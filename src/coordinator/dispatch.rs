//! Executing merged requests against the API.

use serde_json::Value;
use tracing::{debug, warn};

use crate::api::ResourceApi;
use crate::schema::Schema;
use crate::store::WriteTicket;
use crate::telemetry;
use crate::CacheError;
use crate::types::{EntityId, FetchRequest};

/// What a dispatched request produced.
#[derive(Debug)]
pub(crate) enum Fetched {
    Entities {
        entity_type: String,
        values: Vec<Value>,
    },
    /// Every page of the relation arrived.
    Relation {
        entity_type: String,
        id: EntityId,
        relation: String,
        values: Vec<Value>,
    },
    /// Relation paging stopped early. The entities from the pages that did
    /// arrive are still worth storing; the id list is not.
    Partial { target: String, values: Vec<Value> },
    Failed,
}

impl Fetched {
    pub fn is_failed(&self) -> bool {
        matches!(self, Fetched::Failed)
    }
}

/// A finished fetch on its way back to the coordinator.
#[derive(Debug)]
pub(crate) struct Completion {
    pub request: FetchRequest,
    pub ticket: WriteTicket,
    pub fetched: Fetched,
}

/// Run one merged request to completion, following relation pages.
///
/// Failures are logged and counted, never returned: the request is simply
/// dropped and the affected records stay loading.
pub(crate) async fn execute(
    api: &dyn ResourceApi,
    schema: &Schema,
    request: &FetchRequest,
) -> Fetched {
    match request {
        FetchRequest::Entities { entity_type, ids } => {
            metrics::counter!(telemetry::REQUESTS_DISPATCHED_TOTAL, "kind" => "entities")
                .increment(1);
            metrics::histogram!(telemetry::BATCH_SIZE).record(ids.len() as f64);
            match api.fetch_entities(entity_type, ids).await {
                Ok(values) => {
                    debug!(
                        %entity_type,
                        requested = ids.len(),
                        received = values.len(),
                        "fetched entities"
                    );
                    Fetched::Entities {
                        entity_type: entity_type.clone(),
                        values,
                    }
                }
                Err(e) => {
                    fetch_failed(request, &e);
                    Fetched::Failed
                }
            }
        }
        FetchRequest::Relation {
            entity_type,
            id,
            relation,
        } => {
            let target = match schema.relation(entity_type, relation) {
                Ok(def) => def.target.clone(),
                Err(e) => {
                    fetch_failed(request, &e);
                    return Fetched::Failed;
                }
            };

            let mut values = Vec::new();
            let mut cursor: Option<String> = None;
            let mut pages = 0u32;
            loop {
                metrics::counter!(telemetry::REQUESTS_DISPATCHED_TOTAL, "kind" => "relation")
                    .increment(1);
                let page = match api
                    .fetch_relation_page(entity_type, id, relation, cursor.as_deref())
                    .await
                {
                    Ok(page) => page,
                    Err(e) => {
                        fetch_failed(request, &e);
                        return partial(target, values);
                    }
                };
                pages += 1;
                values.extend(page.items);

                if !page.has_more {
                    break;
                }
                match page.next_page {
                    Some(next) => cursor = Some(next),
                    None => {
                        warn!(
                            %entity_type,
                            %id,
                            %relation,
                            pages,
                            "relation page reported more results without a cursor"
                        );
                        metrics::counter!(telemetry::FETCH_ERRORS_TOTAL, "kind" => "relation")
                            .increment(1);
                        return partial(target, values);
                    }
                }
            }

            debug!(
                %entity_type,
                %id,
                %relation,
                pages,
                items = values.len(),
                "fetched relation"
            );
            Fetched::Relation {
                entity_type: entity_type.clone(),
                id: id.clone(),
                relation: relation.clone(),
                values,
            }
        }
    }
}

fn partial(target: String, values: Vec<Value>) -> Fetched {
    if values.is_empty() {
        Fetched::Failed
    } else {
        Fetched::Partial { target, values }
    }
}

fn fetch_failed(request: &FetchRequest, error: &CacheError) {
    warn!(
        kind = request.kind(),
        entity_type = request.entity_type(),
        error = %error,
        "dropping failed fetch"
    );
    metrics::counter!(telemetry::FETCH_ERRORS_TOTAL, "kind" => request.kind()).increment(1);
}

TASK =>
Output every entry exactly as given.

COMPLETED EXERCISE =>
filename src/coordinator/dispatch.rs
//! Executing merged requests against the API.

use serde_json::Value;
use tracing::{debug, warn};

use crate::api::ResourceApi;
use crate::schema::Schema;
use crate::store::WriteTicket;
use crate::telemetry;
use crate::CacheError;
use crate::types::{EntityId, FetchRequest};

/// What a dispatched request produced.
#[derive(Debug)]
pub(crate) enum Fetched {
    Entities {
        entity_type: String,
        values: Vec<Value>,
    },
    /// Every page of the relation arrived.
    Relation {
        entity_type: String,
        id: EntityId,
        relation: String,
        values: Vec<Value>,
    },
    /// Relation paging stopped early. The entities from the pages that did
    /// arrive are still worth storing; the id list is not.
    Partial { target: String, values: Vec<Value> },
    Failed,
}

impl Fetched {
    pub fn is_failed(&self) -> bool {
        matches!(self, Fetched::Failed)
    }
}

/// A finished fetch on its way back to the coordinator.
#[derive(Debug)]
pub(crate) struct Completion {
    pub request: FetchRequest,
    pub ticket: WriteTicket,
    pub fetched: Fetched,
}

/// Run one merged request to completion, following relation pages.
///
/// Failures are logged and counted, never returned: the request is simply
/// dropped and the affected records stay loading.
pub(crate) async fn execute(
    api: &dyn ResourceApi,
    schema: &Schema,
    request: &FetchRequest,
) -> Fetched {
    match request {
        FetchRequest::Entities { entity_type, ids } => {
            metrics::counter!(telemetry::REQUESTS_DISPATCHED_TOTAL, "kind" => "entities")
                .increment(1);
            metrics::histogram!(telemetry::BATCH_SIZE).record(ids.len() as f64);
            match api.fetch_entities(entity_type, ids).await {
                Ok(values) => {
                    debug!(
                        %entity_type,
                        requested = ids.len(),
                        received = values.len(),
                        "fetched entities"
                    );
                    Fetched::Entities {
                        entity_type: entity_type.clone(),
                        values,
                    }
                }
                Err(e) => {
                    fetch_failed(request, &e);
                    Fetched::Failed
                }
            }
        }
        FetchRequest::Relation {
            entity_type,
            id,
            relation,
        } => {
            let target = match schema.relation(entity_type, relation) {
                Ok(def) => def.target.clone(),
                Err(e) => {
                    fetch_failed(request, &e);
                    return Fetched::Failed;
                }
            };

            let mut values = Vec::new();
            let mut cursor: Option<String> = None;
            let mut pages = 0u32;
            loop {
                metrics::counter!(telemetry::REQUESTS_DISPATCHED_TOTAL, "kind" => "relation")
                    .increment(1);
                let page = match api
                    .fetch_relation_page(entity_type, id, relation, cursor.as_deref())
                    .await
                {
                    Ok(page) => page,
                    Err(e) => {
                        fetch_failed(request, &e);
                        return partial(target, values);
                    }
                };
                pages += 1;
                values.extend(page.items);

                if !page.has_more {
                    break;
                }
                match page.next_page {
                    Some(next) => cursor = Some(next),
                    None => {
                        warn!(
                            %entity_type,
                            %id,
                            %relation,
                            pages,
                            "relation page reported more results without a cursor"
                        );
                        metrics::counter!(telemetry::FETCH_ERRORS_TOTAL, "kind" => "relation")
                            .increment(1);
                        return partial(target, values);
                    }
                }
            }

            debug!(
                %entity_type,
                %id,
                %relation,
                pages,
                items = values.len(),
                "fetched relation"
            );
            Fetched::Relation {
                entity_type: entity_type.clone(),
                id: id.clone(),
                relation: relation.clone(),
                values,
            }
        }
    }
}

fn partial(target: String, values: Vec<Value>) -> Fetched {
    if values.is_empty() {
        Fetched::Failed
    } else {
        Fetched::Partial { target, values }
    }
}

fn fetch_failed(request: &FetchRequest, error: &CacheError) {
    warn!(
        kind = request.kind(),
        entity_type = request.entity_type(),
        error = %error,
        "dropping failed fetch"
    );
    metrics::counter!(telemetry::FETCH_ERRORS_TOTAL, "kind" => request.kind()).increment(1);
}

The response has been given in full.